Deputy Chief Constable Simon Chesterman, who is in charge of armed policing on the National Police Chiefs’ Council (NPCC), has revealed that the police leadership is contemplating routinely providing regular officers with guns in rural areas. This option is seen as a way out of the current situation, where trained counterterrorism forces are unable to reach many distant areas in the UK.

According to The Guardian, citing plans presented to the police leadership, before regular officers get handguns they are to have two weeks’ training. Over this period constables are supposed to learn how to handle weapons as well as some basic technics. They will also be required to complete two days’ annual practice to refresh their qualifications. The armed officers are supposed to respond to possible terror threats when more experienced teams are unable to promptly manage an emergency.

READ MORE: Europe's 'Huge Black Market' of Fake Passports Raises Terror Threat in Britain

The discussion has reportedly been ongoing since 2017 following terror attacks including rampages in London’s Westminster and Manchester. Prior to this outburst, former Prime Minister David Cameron assigned extra-funding to counter terror in the UK in response to the 2015 Paris attacks. The number of counterterrorism specialist firearms officers (CTSFOs) has been boosted along with other measures, but security services still lack 100 personnel to reach the government’s target. The number of armed response vehicles (ARVs), which let officers equipped with semi-automatic rifles, handguns, Tasers and other weapons patrol the areas round-the-clock, has been also increased by 25 percent in England and Wales.

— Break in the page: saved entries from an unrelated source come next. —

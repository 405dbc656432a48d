use crate::bn254::BN254Scalar;
use crate::prelude::*;
use ark_bn254::{G1Affine, G1Projective};
use ark_ec::{CurveGroup, VariableBaseMSM};
use ark_serialize::{CanonicalDeserialize, CanonicalSerialize, Compress, Validate};

/// The wrapped struct for ark_bn254::G1Projective
#[derive(Copy, Default, Clone, PartialEq, Eq)]
pub struct BN254G1(pub(crate) G1Projective);

bn254_group!(BN254G1, G1Projective, G1Affine, 32);
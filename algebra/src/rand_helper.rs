use rand_chacha::{
    rand_core::{CryptoRng, RngCore, SeedableRng},
    ChaChaRng,
};

/// The environment variable that pins `test_rng` to a fixed seed.
const DETERMINISTIC_TEST_RNG: &str = "DETERMINISTIC_TEST_RNG";

fn fixed_seed_rng() -> ChaChaRng {
    let mut seed = [0u8; 32];
    seed[..8].copy_from_slice(b"kestrel!");
    ChaChaRng::from_seed(seed)
}

/// Should be used only for tests, not for any real world usage.
#[cfg(not(feature = "std"))]
pub fn test_rng() -> impl RngCore + CryptoRng {
    fixed_seed_rng()
}

/// Should be used only for tests, not for any real world usage.
///
/// Seeded from the OS unless `DETERMINISTIC_TEST_RNG=1` is set.
#[cfg(feature = "std")]
pub fn test_rng() -> impl RngCore + CryptoRng {
    match std::env::var(DETERMINISTIC_TEST_RNG) {
        Ok(val) if val == "1" => fixed_seed_rng(),
        _ => ChaChaRng::from_entropy(),
    }
}
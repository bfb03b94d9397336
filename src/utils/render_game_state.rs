//! Terminal-oriented Unicode board renderer.

use crate::game_state::board::Board;
use crate::game_state::puzzle_rules::BOARD_SIZE;
use crate::game_state::puzzle_types::{Color, Piece, PieceKind, Square};

/// Render the board with row 0 at the top, column indices along the edges.
pub fn render_board(board: &Board) -> String {
    let mut out = String::new();

    out.push_str("  0 1 2 3\n");

    for row in 0..BOARD_SIZE as u8 {
        out.push(char::from(b'0' + row));
        out.push(' ');

        for col in 0..BOARD_SIZE as u8 {
            let ch = match Square::new(row, col) {
                Some(square) if board.is_blocked(square) => '×',
                Some(square) => board.piece_at(square).map_or('·', piece_to_unicode),
                None => '?',
            };
            out.push(ch);

            if (col as usize) < BOARD_SIZE - 1 {
                out.push(' ');
            }
        }

        out.push('\n');
    }

    out.push_str("  0 1 2 3");

    out
}

fn piece_to_unicode(piece: Piece) -> char {
    match (piece.color, piece.kind) {
        (Color::White, PieceKind::Pawn) => '♙',
        (Color::White, PieceKind::Knight) => '♘',
        (Color::White, PieceKind::Bishop) => '♗',
        (Color::White, PieceKind::Rook) => '♖',
        (Color::White, PieceKind::Queen) => '♕',
        (Color::White, PieceKind::King) => '♔',
        (Color::Black, PieceKind::Pawn) => '♟',
        (Color::Black, PieceKind::Knight) => '♞',
        (Color::Black, PieceKind::Bishop) => '♝',
        (Color::Black, PieceKind::Rook) => '♜',
        (Color::Black, PieceKind::Queen) => '♛',
        (Color::Black, PieceKind::King) => '♚',
    }
}
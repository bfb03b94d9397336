//! Notifications emitted while a search runs.
//!
//! A new record solution is pushed to `on_solution` the moment it is found;
//! `on_complete` fires once with the final outcome.

use log::info;

use crate::search::exhaustive_search::{SearchOutcome, SolutionReport};

pub trait SearchObserver {
    fn on_solution(&mut self, _report: &SolutionReport) {}

    fn on_complete(&mut self, _outcome: &SearchOutcome) {}
}

pub struct NullObserver;

impl SearchObserver for NullObserver {}

/// Forwards both notifications to the `log` facade.
pub struct LoggingObserver;

impl SearchObserver for LoggingObserver {
    fn on_solution(&mut self, report: &SolutionReport) {
        info!(
            "moves to promote queen: {} history: {}",
            report.depth,
            report.history_string()
        );
    }

    fn on_complete(&mut self, outcome: &SearchOutcome) {
        info!(
            "total possible games: {} elapsed_ms={} cancelled={}",
            outcome.total_leaves, outcome.elapsed_ms, outcome.cancelled
        );
    }
}
//! Mutable puzzle state walked by the search.
//!
//! `GameState` owns the board, the undo stack, and the last applied move
//! (consulted by the anti-oscillation filter). One instance is mutated in
//! place along the search path and restored on every backtrack.

use crate::errors::PuzzleResult;
use crate::game_state::board::Board;
use crate::game_state::puzzle_rules::{starting_board, PuzzleLayout, SIDE_TO_MOVE, TARGET_SQUARE};
use crate::game_state::puzzle_types::{Color, Move, Piece, PieceKind};
use crate::game_state::undo_state::UndoState;
use crate::move_generation::legal_move_apply::{make_move_in_place, unmake_move_in_place};
use crate::utils::board_diagram::{generate_diagram, parse_diagram};

#[derive(Debug, Clone, Default, PartialEq, Eq)]
pub struct GameState {
    pub board: Board,

    // Make/undo stack; its length is the current search depth.
    pub move_history: Vec<UndoState>,

    pub last_move: Option<Move>,
}

impl GameState {
    /// The fixed initial position: knights on row 0, bishops on row 1, rooks
    /// on row 2, and a lone pawn on (3,3).
    #[inline]
    pub fn new_game() -> Self {
        Self::from_layout(PuzzleLayout::Open)
    }

    pub fn from_layout(layout: PuzzleLayout) -> Self {
        Self::from_board(starting_board(layout))
    }

    pub fn from_board(board: Board) -> Self {
        Self {
            board,
            move_history: Vec::new(),
            last_move: None,
        }
    }

    pub fn from_diagram(diagram: &str) -> PuzzleResult<Self> {
        parse_diagram(diagram).map(Self::from_board)
    }

    #[inline]
    pub fn get_diagram(&self) -> String {
        generate_diagram(&self.board)
    }

    /// Always white: the opposing side never moves in this variant.
    #[inline]
    pub const fn side_to_move(&self) -> Color {
        SIDE_TO_MOVE
    }

    #[inline]
    pub fn depth(&self) -> usize {
        self.move_history.len()
    }

    /// Solved iff a white queen stands on the target square. Promotions
    /// elsewhere do not count.
    #[inline]
    pub fn is_terminal(&self) -> bool {
        self.board.piece_at(TARGET_SQUARE) == Some(Piece::white(PieceKind::Queen))
    }

    #[inline]
    pub fn make_move(&mut self, mv: Move) -> PuzzleResult<()> {
        make_move_in_place(self, mv)
    }

    #[inline]
    pub fn undo_move(&mut self) -> PuzzleResult<UndoState> {
        unmake_move_in_place(self)
    }
}
use crate::game_state::board::Board;
use crate::game_state::puzzle_types::Square;
use crate::moves::ray_trace::trace_rays;

pub const BISHOP_DIRECTIONS: [(i8, i8); 4] = [(1, 1), (1, -1), (-1, 1), (-1, -1)];

#[inline]
pub fn bishop_targets(board: &Board, from: Square, out: &mut Vec<Square>) {
    trace_rays(board, from, &BISHOP_DIRECTIONS, out);
}
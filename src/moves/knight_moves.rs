use crate::game_state::board::Board;
use crate::game_state::puzzle_types::{Color, Square};

pub const KNIGHT_OFFSETS: [(i8, i8); 8] = [
    (2, 1),
    (2, -1),
    (-2, 1),
    (-2, -1),
    (1, 2),
    (1, -2),
    (-1, 2),
    (-1, -2),
];

/// Knights may land on a vacant cell or capture a piece of the other color.
pub fn knight_targets(board: &Board, from: Square, color: Color, out: &mut Vec<Square>) {
    for (d_row, d_col) in KNIGHT_OFFSETS {
        let Some(to) = from.offset(d_row, d_col) else {
            continue;
        };

        let enemy_on_target = board
            .piece_at(to)
            .is_some_and(|piece| piece.color == color.opposite());

        if board.is_vacant(to) || enemy_on_target {
            out.push(to);
        }
    }
}
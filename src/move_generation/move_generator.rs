use crate::game_state::game_state::GameState;
use crate::game_state::puzzle_types::Move;

/// Produces every candidate move for the side to move, in a deterministic
/// order. The search's leaf count and first-solution reporting depend on
/// that order being stable across runs.
pub trait MoveGenerator {
    fn generate_moves(&self, game_state: &GameState) -> Vec<Move>;
}
use crate::game_state::board::Board;
use crate::game_state::puzzle_types::Square;
use crate::moves::ray_trace::trace_rays;

/// Down, up, right, left. Generation order depends on this ordering.
pub const ROOK_DIRECTIONS: [(i8, i8); 4] = [(1, 0), (-1, 0), (0, 1), (0, -1)];

#[inline]
pub fn rook_targets(board: &Board, from: Square, out: &mut Vec<Square>) {
    trace_rays(board, from, &ROOK_DIRECTIONS, out);
}
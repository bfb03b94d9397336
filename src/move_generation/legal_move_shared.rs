use crate::game_state::game_state::GameState;
use crate::game_state::puzzle_types::{Move, PieceKind, Square};

/// True when `candidate` would undo the move just played.
#[inline]
pub fn is_reversal_of_last_move(game_state: &GameState, candidate: Move) -> bool {
    game_state.last_move == Some(candidate.reversed())
}

/// Pawns only move forward and can never reverse themselves.
#[inline]
pub const fn uses_reversal_filter(kind: PieceKind) -> bool {
    !matches!(kind, PieceKind::Pawn)
}

/// Converts target squares into moves from `from`, dropping the immediate
/// reversal of the last move when `filtered` is set.
pub fn push_moves(
    game_state: &GameState,
    from: Square,
    targets: &[Square],
    filtered: bool,
    out: &mut Vec<Move>,
) {
    for &to in targets {
        let mv = Move::new(from, to);
        if filtered && is_reversal_of_last_move(game_state, mv) {
            continue;
        }
        out.push(mv);
    }
}
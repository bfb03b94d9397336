//! Constants of the 4x4 promotion variant and its starting layouts.
//!
//! White is the only side that ever moves. Black pieces, when present, are
//! static obstacles a knight may capture.

use crate::game_state::board::Board;
use crate::game_state::puzzle_types::{Color, Piece, PieceKind, Square};

pub const BOARD_SIZE: usize = 4;

/// Pawns reaching this row are promoted to a queen.
pub const PROMOTION_ROW: u8 = 0;

/// The puzzle is solved once a white queen stands here.
pub const TARGET_SQUARE: Square = match Square::new(0, 3) {
    Some(square) => square,
    None => panic!("target square must be on the board"),
};

pub const SIDE_TO_MOVE: Color = Color::White;

pub const DEFAULT_DEPTH_LIMIT: u32 = 13;

/// Starting position with row 3 open apart from the pawn.
pub const OPEN_LAYOUT_DIAGRAM: &str = "NNNN/BBBB/RRRR/3P";

/// Starting position with (3,1) and (3,2) blocked.
pub const RED_SQUARES_LAYOUT_DIAGRAM: &str = "NNNN/BBBB/RRRR/1xxP";

#[derive(Debug, Clone, Copy, Default, PartialEq, Eq)]
pub enum PuzzleLayout {
    #[default]
    Open,
    RedSquares,
}

const BACK_ROWS: [PieceKind; 3] = [PieceKind::Knight, PieceKind::Bishop, PieceKind::Rook];
const PAWN_SQUARE: (u8, u8) = (3, 3);
const RED_SQUARES: [(u8, u8); 2] = [(3, 1), (3, 2)];

pub fn starting_board(layout: PuzzleLayout) -> Board {
    let mut board = Board::empty();

    for (row, kind) in BACK_ROWS.iter().enumerate() {
        for col in 0..BOARD_SIZE {
            if let Some(square) = Square::new(row as u8, col as u8) {
                board.set_piece(square, Some(Piece::white(*kind)));
            }
        }
    }

    if let Some(square) = Square::new(PAWN_SQUARE.0, PAWN_SQUARE.1) {
        board.set_piece(square, Some(Piece::white(PieceKind::Pawn)));
    }

    if layout == PuzzleLayout::RedSquares {
        for (row, col) in RED_SQUARES {
            if let Some(square) = Square::new(row, col) {
                board.set_blocked(square, true);
            }
        }
    }

    board
}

However, Chesterman said, cited by The Independent, that although ARVs can respond within 10 minutes in urban areas, more remote sites are hardly covered. But he says that only a small number of police forces consider the possibility of handing beat officers guns.

“The position of police chiefs nationally is that we value the unarmed nature of British policing, policing by consent, and want to continue it,” he says.

Now about 10 percent of British policemen carry firearms round 90 percent, according to The Independent. The poll by the Police Federation showed that only a third of staff supported routine arming.

Opposed to this stance, commentators on Twitter seem to like the idea.

​Voices against the move are also heard.

Wave of Terror in UK

In 2017 the UK suffered five deadly attacks. In March 2017, a man drove into pedestrians on Westminster Bridge in London and attempted to enter the Westminster Palace grounds; in May, an explosion went off at the Manchester Arena at the end of a concert by US singer Ariana Grande.

Two other attacks took place in London in June, both of them involving vehicles that rammed into passers-by. In September, a bomb exploded in a London tube train. The explosion had occurred at the Parsons Green tube station leaving dozens injured.

On May 14, the head of the UK Security Service (MI5), Andrew Parker, said that 12 Islamist terror plots had been thwarted in the United Kingdom in the last 12 months.